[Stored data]
▬▬▬

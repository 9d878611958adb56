// src/config.rs

use sqlx::{postgres::PgPoolOptions, PgPool};
use std::{env, time::Duration};

use crate::{
    db::{
        AccountingRepository, BranchRepository, CrmRepository, DashboardRepository,
        InventoryRepository, OperationsRepository, UserRepository,
    },
    services::auth::AuthService,
};

#[derive(Clone)]
pub struct AppState {
    pub db_pool: PgPool,
    pub auth_service: AuthService,
    pub user_repo: UserRepository,
    pub branch_repo: BranchRepository,
    pub inventory_repo: InventoryRepository,
    pub crm_repo: CrmRepository,
    pub operations_repo: OperationsRepository,
    pub accounting_repo: AccountingRepository,
    pub dashboard_repo: DashboardRepository,
}

impl AppState {
    pub async fn new() -> anyhow::Result<Self> {
        dotenvy::dotenv().ok();

        let database_url = env::var("DATABASE_URL")
            .map_err(|_| anyhow::anyhow!("DATABASE_URL deve ser definida"))?;
        let jwt_secret = env::var("JWT_SECRET")
            .map_err(|_| anyhow::anyhow!("JWT_SECRET deve ser definido"))?;

        let db_pool = PgPoolOptions::new()
            .max_connections(5)
            .acquire_timeout(Duration::from_secs(3))
            .connect(&database_url)
            .await?;

        tracing::info!("✅ Conexão com o banco de dados estabelecida com sucesso!");

        // --- Monta o gráfico de dependências ---
        let user_repo = UserRepository::new(db_pool.clone());
        let auth_service = AuthService::new(user_repo.clone(), jwt_secret);

        Ok(Self {
            auth_service,
            user_repo,
            branch_repo: BranchRepository::new(db_pool.clone()),
            inventory_repo: InventoryRepository::new(db_pool.clone()),
            crm_repo: CrmRepository::new(db_pool.clone()),
            operations_repo: OperationsRepository::new(db_pool.clone()),
            accounting_repo: AccountingRepository::new(db_pool.clone()),
            dashboard_repo: DashboardRepository::new(db_pool.clone()),
            db_pool,
        })
    }
}
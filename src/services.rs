// src/services.rs

pub mod access_policy;
pub mod accounting;
pub mod auth;
pub mod stock_alerts;
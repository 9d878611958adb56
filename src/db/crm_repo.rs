// src/db/crm_repo.rs

use sqlx::PgPool;

use crate::{
    common::error::AppError,
    models::crm::{
        CreateCustomerPayload, CreateVehiclePayload, Customer, UpdateCustomerPayload,
        UpdateVehiclePayload, Vehicle,
    },
};

// Clientes e veículos moram juntos: a tela de "Veículos e Clientes" trata
// os dois como um módulo só.
#[derive(Clone)]
pub struct CrmRepository {
    pool: PgPool,
}

impl CrmRepository {
    pub fn new(pool: PgPool) -> Self {
        Self { pool }
    }

    // ---
    // Clientes
    // ---

    pub async fn get_all_customers(&self) -> Result<Vec<Customer>, AppError> {
        let customers = sqlx::query_as::<_, Customer>("SELECT * FROM customers ORDER BY name ASC")
            .fetch_all(&self.pool)
            .await?;
        Ok(customers)
    }

    pub async fn create_customer(
        &self,
        payload: &CreateCustomerPayload,
    ) -> Result<Customer, AppError> {
        let customer = sqlx::query_as::<_, Customer>(
            "INSERT INTO customers \
                (name, contact, email, address, preferred_communication, preferred_package, \
                 oil_brand, tire_type, loyalty_points) \
             VALUES ($1, $2, $3, $4, $5, $6, $7, $8, $9) RETURNING *",
        )
        .bind(&payload.name)
        .bind(payload.contact.as_deref())
        .bind(payload.email.as_deref())
        .bind(payload.address.as_deref())
        .bind(payload.preferred_communication.as_deref())
        .bind(payload.preferred_package.as_deref())
        .bind(payload.oil_brand.as_deref())
        .bind(payload.tire_type.as_deref())
        .bind(payload.loyalty_points)
        .fetch_one(&self.pool)
        .await?;
        Ok(customer)
    }

    pub async fn update_customer(
        &self,
        id: i32,
        payload: &UpdateCustomerPayload,
    ) -> Result<Option<Customer>, AppError> {
        let customer = sqlx::query_as::<_, Customer>(
            "UPDATE customers SET \
                name = COALESCE($2, name), \
                contact = COALESCE($3, contact), \
                email = COALESCE($4, email), \
                address = COALESCE($5, address), \
                preferred_communication = COALESCE($6, preferred_communication), \
                preferred_package = COALESCE($7, preferred_package), \
                oil_brand = COALESCE($8, oil_brand), \
                tire_type = COALESCE($9, tire_type), \
                loyalty_points = COALESCE($10, loyalty_points), \
                updated_at = NOW() \
             WHERE id = $1 RETURNING *",
        )
        .bind(id)
        .bind(payload.name.as_deref())
        .bind(payload.contact.as_deref())
        .bind(payload.email.as_deref())
        .bind(payload.address.as_deref())
        .bind(payload.preferred_communication.as_deref())
        .bind(payload.preferred_package.as_deref())
        .bind(payload.oil_brand.as_deref())
        .bind(payload.tire_type.as_deref())
        .bind(payload.loyalty_points)
        .fetch_optional(&self.pool)
        .await?;
        Ok(customer)
    }

    pub async fn delete_customer(&self, id: i32) -> Result<bool, AppError> {
        let result = sqlx::query("DELETE FROM customers WHERE id = $1")
            .bind(id)
            .execute(&self.pool)
            .await?;
        Ok(result.rows_affected() > 0)
    }

    // ---
    // Veículos
    // ---

    pub async fn get_all_vehicles(&self) -> Result<Vec<Vehicle>, AppError> {
        let vehicles =
            sqlx::query_as::<_, Vehicle>("SELECT * FROM vehicles ORDER BY make ASC, model ASC")
                .fetch_all(&self.pool)
                .await?;
        Ok(vehicles)
    }

    pub async fn create_vehicle(
        &self,
        payload: &CreateVehiclePayload,
    ) -> Result<Vehicle, AppError> {
        let vehicle = sqlx::query_as::<_, Vehicle>(
            "INSERT INTO vehicles \
                (make, model, vin, reg_no, year, odometer, engine_no, chassis_no, customer_id) \
             VALUES ($1, $2, $3, $4, $5, $6, $7, $8, $9) RETURNING *",
        )
        .bind(&payload.make)
        .bind(&payload.model)
        .bind(payload.vin.as_deref())
        .bind(payload.reg_no.as_deref())
        .bind(payload.year)
        .bind(payload.odometer)
        .bind(payload.engine_no.as_deref())
        .bind(payload.chassis_no.as_deref())
        .bind(payload.customer_id)
        .fetch_one(&self.pool)
        .await?;
        Ok(vehicle)
    }

    pub async fn update_vehicle(
        &self,
        id: i32,
        payload: &UpdateVehiclePayload,
    ) -> Result<Option<Vehicle>, AppError> {
        let vehicle = sqlx::query_as::<_, Vehicle>(
            "UPDATE vehicles SET \
                make = COALESCE($2, make), \
                model = COALESCE($3, model), \
                vin = COALESCE($4, vin), \
                reg_no = COALESCE($5, reg_no), \
                year = COALESCE($6, year), \
                odometer = COALESCE($7, odometer), \
                engine_no = COALESCE($8, engine_no), \
                chassis_no = COALESCE($9, chassis_no), \
                customer_id = COALESCE($10, customer_id), \
                updated_at = NOW() \
             WHERE id = $1 RETURNING *",
        )
        .bind(id)
        .bind(payload.make.as_deref())
        .bind(payload.model.as_deref())
        .bind(payload.vin.as_deref())
        .bind(payload.reg_no.as_deref())
        .bind(payload.year)
        .bind(payload.odometer)
        .bind(payload.engine_no.as_deref())
        .bind(payload.chassis_no.as_deref())
        .bind(payload.customer_id)
        .fetch_optional(&self.pool)
        .await?;
        Ok(vehicle)
    }

    pub async fn delete_vehicle(&self, id: i32) -> Result<bool, AppError> {
        let result = sqlx::query("DELETE FROM vehicles WHERE id = $1")
            .bind(id)
            .execute(&self.pool)
            .await?;
        Ok(result.rows_affected() > 0)
    }
}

▬▬▬

■ Exercise: Copy the entries above exactly, so that each line matches the original.

■ Completed exercise:
repository 9d878611958adb56
// src/config.rs

use sqlx::{postgres::PgPoolOptions, PgPool};
use std::{env, time::Duration};

use crate::{
    db::{
        AccountingRepository, BranchRepository, CrmRepository, DashboardRepository,
        InventoryRepository, OperationsRepository, UserRepository,
    },
    services::auth::AuthService,
};

#[derive(Clone)]
pub struct AppState {
    pub db_pool: PgPool,
    pub auth_service: AuthService,
    pub user_repo: UserRepository,
    pub branch_repo: BranchRepository,
    pub inventory_repo: InventoryRepository,
    pub crm_repo: CrmRepository,
    pub operations_repo: OperationsRepository,
    pub accounting_repo: AccountingRepository,
    pub dashboard_repo: DashboardRepository,
}

impl AppState {
    pub async fn new() -> anyhow::Result<Self> {
        dotenvy::dotenv().ok();

        let database_url = env::var("DATABASE_URL")
            .map_err(|_| anyhow::anyhow!("DATABASE_URL deve ser definida"))?;
        let jwt_secret = env::var("JWT_SECRET")
            .map_err(|_| anyhow::anyhow!("JWT_SECRET deve ser definido"))?;

        let db_pool = PgPoolOptions::new()
            .max_connections(5)
            .acquire_timeout(Duration::from_secs(3))
            .connect(&database_url)
            .await?;

        tracing::info!("✅ Conexão com o banco de dados estabelecida com sucesso!");

        // --- Monta o gráfico de dependências ---
        let user_repo = UserRepository::new(db_pool.clone());
        let auth_service = AuthService::new(user_repo.clone(), jwt_secret);

        Ok(Self {
            auth_service,
            user_repo,
            branch_repo: BranchRepository::new(db_pool.clone()),
            inventory_repo: InventoryRepository::new(db_pool.clone()),
            crm_repo: CrmRepository::new(db_pool.clone()),
            operations_repo: OperationsRepository::new(db_pool.clone()),
            accounting_repo: AccountingRepository::new(db_pool.clone()),
            dashboard_repo: DashboardRepository::new(db_pool.clone()),
            db_pool,
        })
    }
}
filename src/services.rs
// src/services.rs

pub mod access_policy;
pub mod accounting;
pub mod auth;
pub mod stock_alerts;
repository 9d878611958adb56
filename src/db/crm_repo.rs
// src/db/crm_repo.rs

use sqlx::PgPool;

use crate::{
    common::error::AppError,
    models::crm::{
        CreateCustomerPayload, CreateVehiclePayload, Customer, UpdateCustomerPayload,
        UpdateVehiclePayload, Vehicle,
    },
};

// Clientes e veículos moram juntos: a tela de "Veículos e Clientes" trata
// os dois como um módulo só.
#[derive(Clone)]
pub struct CrmRepository {
    pool: PgPool,
}

impl CrmRepository {
    pub fn new(pool: PgPool) -> Self {
        Self { pool }
    }

    // ---
    // Clientes
    // ---

    pub async fn get_all_customers(&self) -> Result<Vec<Customer>, AppError> {
        let customers = sqlx::query_as::<_, Customer>("SELECT * FROM customers ORDER BY name ASC")
            .fetch_all(&self.pool)
            .await?;
        Ok(customers)
    }

    pub async fn create_customer(
        &self,
        payload: &CreateCustomerPayload,
    ) -> Result<Customer, AppError> {
        let customer = sqlx::query_as::<_, Customer>(
            "INSERT INTO customers \
                (name, contact, email, address, preferred_communication, preferred_package, \
                 oil_brand, tire_type, loyalty_points) \
             VALUES ($1, $2, $3, $4, $5, $6, $7, $8, $9) RETURNING *",
        )
        .bind(&payload.name)
        .bind(payload.contact.as_deref())
        .bind(payload.email.as_deref())
        .bind(payload.address.as_deref())
        .bind(payload.preferred_communication.as_deref())
        .bind(payload.preferred_package.as_deref())
        .bind(payload.oil_brand.as_deref())
        .bind(payload.tire_type.as_deref())
        .bind(payload.loyalty_points)
        .fetch_one(&self.pool)
        .await?;
        Ok(customer)
    }

    pub async fn update_customer(
        &self,
        id: i32,
        payload: &UpdateCustomerPayload,
    ) -> Result<Option<Customer>, AppError> {
        let customer = sqlx::query_as::<_, Customer>(
            "UPDATE customers SET \
                name = COALESCE($2, name), \
                contact = COALESCE($3, contact), \
                email = COALESCE($4, email), \
                address = COALESCE($5, address), \
                preferred_communication = COALESCE($6, preferred_communication), \
                preferred_package = COALESCE($7, preferred_package), \
                oil_brand = COALESCE($8, oil_brand), \
                tire_type = COALESCE($9, tire_type), \
                loyalty_points = COALESCE($10, loyalty_points), \
                updated_at = NOW() \
             WHERE id = $1 RETURNING *",
        )
        .bind(id)
        .bind(payload.name.as_deref())
        .bind(payload.contact.as_deref())
        .bind(payload.email.as_deref())
        .bind(payload.address.as_deref())
        .bind(payload.preferred_communication.as_deref())
        .bind(payload.preferred_package.as_deref())
        .bind(payload.oil_brand.as_deref())
        .bind(payload.tire_type.as_deref())
        .bind(payload.loyalty_points)
        .fetch_optional(&self.pool)
        .await?;
        Ok(customer)
    }

    pub async fn delete_customer(&self, id: i32) -> Result<bool, AppError> {
        let result = sqlx::query("DELETE FROM customers WHERE id = $1")
            .bind(id)
            .execute(&self.pool)
            .await?;
        Ok(result.rows_affected() > 0)
    }

    // ---
    // Veículos
    // ---

    pub async fn get_all_vehicles(&self) -> Result<Vec<Vehicle>, AppError> {
        let vehicles =
            sqlx::query_as::<_, Vehicle>("SELECT * FROM vehicles ORDER BY make ASC, model ASC")
                .fetch_all(&self.pool)
                .await?;
        Ok(vehicles)
    }

    pub async fn create_vehicle(
        &self,
        payload: &CreateVehiclePayload,
    ) -> Result<Vehicle, AppError> {
        let vehicle = sqlx::query_as::<_, Vehicle>(
            "INSERT INTO vehicles \
                (make, model, vin, reg_no, year, odometer, engine_no, chassis_no, customer_id) \
             VALUES ($1, $2, $3, $4, $5, $6, $7, $8, $9) RETURNING *",
        )
        .bind(&payload.make)
        .bind(&payload.model)
        .bind(payload.vin.as_deref())
        .bind(payload.reg_no.as_deref())
        .bind(payload.year)
        .bind(payload.odometer)
        .bind(payload.engine_no.as_deref())
        .bind(payload.chassis_no.as_deref())
        .bind(payload.customer_id)
        .fetch_one(&self.pool)
        .await?;
        Ok(vehicle)
    }

    pub async fn update_vehicle(
        &self,
        id: i32,
        payload: &UpdateVehiclePayload,
    ) -> Result<Option<Vehicle>, AppError> {
        let vehicle = sqlx::query_as::<_, Vehicle>(
            "UPDATE vehicles SET \
                make = COALESCE($2, make), \
                model = COALESCE($3, model), \
                vin = COALESCE($4, vin), \
                reg_no = COALESCE($5, reg_no), \
                year = COALESCE($6, year), \
                odometer = COALESCE($7, odometer), \
                engine_no = COALESCE($8, engine_no), \
                chassis_no = COALESCE($9, chassis_no), \
                customer_id = COALESCE($10, customer_id), \
                updated_at = NOW() \
             WHERE id = $1 RETURNING *",
        )
        .bind(id)
        .bind(payload.make.as_deref())
        .bind(payload.model.as_deref())
        .bind(payload.vin.as_deref())
        .bind(payload.reg_no.as_deref())
        .bind(payload.year)
        .bind(payload.odometer)
        .bind(payload.engine_no.as_deref())
        .bind(payload.chassis_no.as_deref())
        .bind(payload.customer_id)
        .fetch_optional(&self.pool)
        .await?;
        Ok(vehicle)
    }

    pub async fn delete_vehicle(&self, id: i32) -> Result<bool, AppError> {
        let result = sqlx::query("DELETE FROM vehicles WHERE id = $1")
            .bind(id)
            .execute(&self.pool)
            .await?;
        Ok(result.rows_affected() > 0)
    }
}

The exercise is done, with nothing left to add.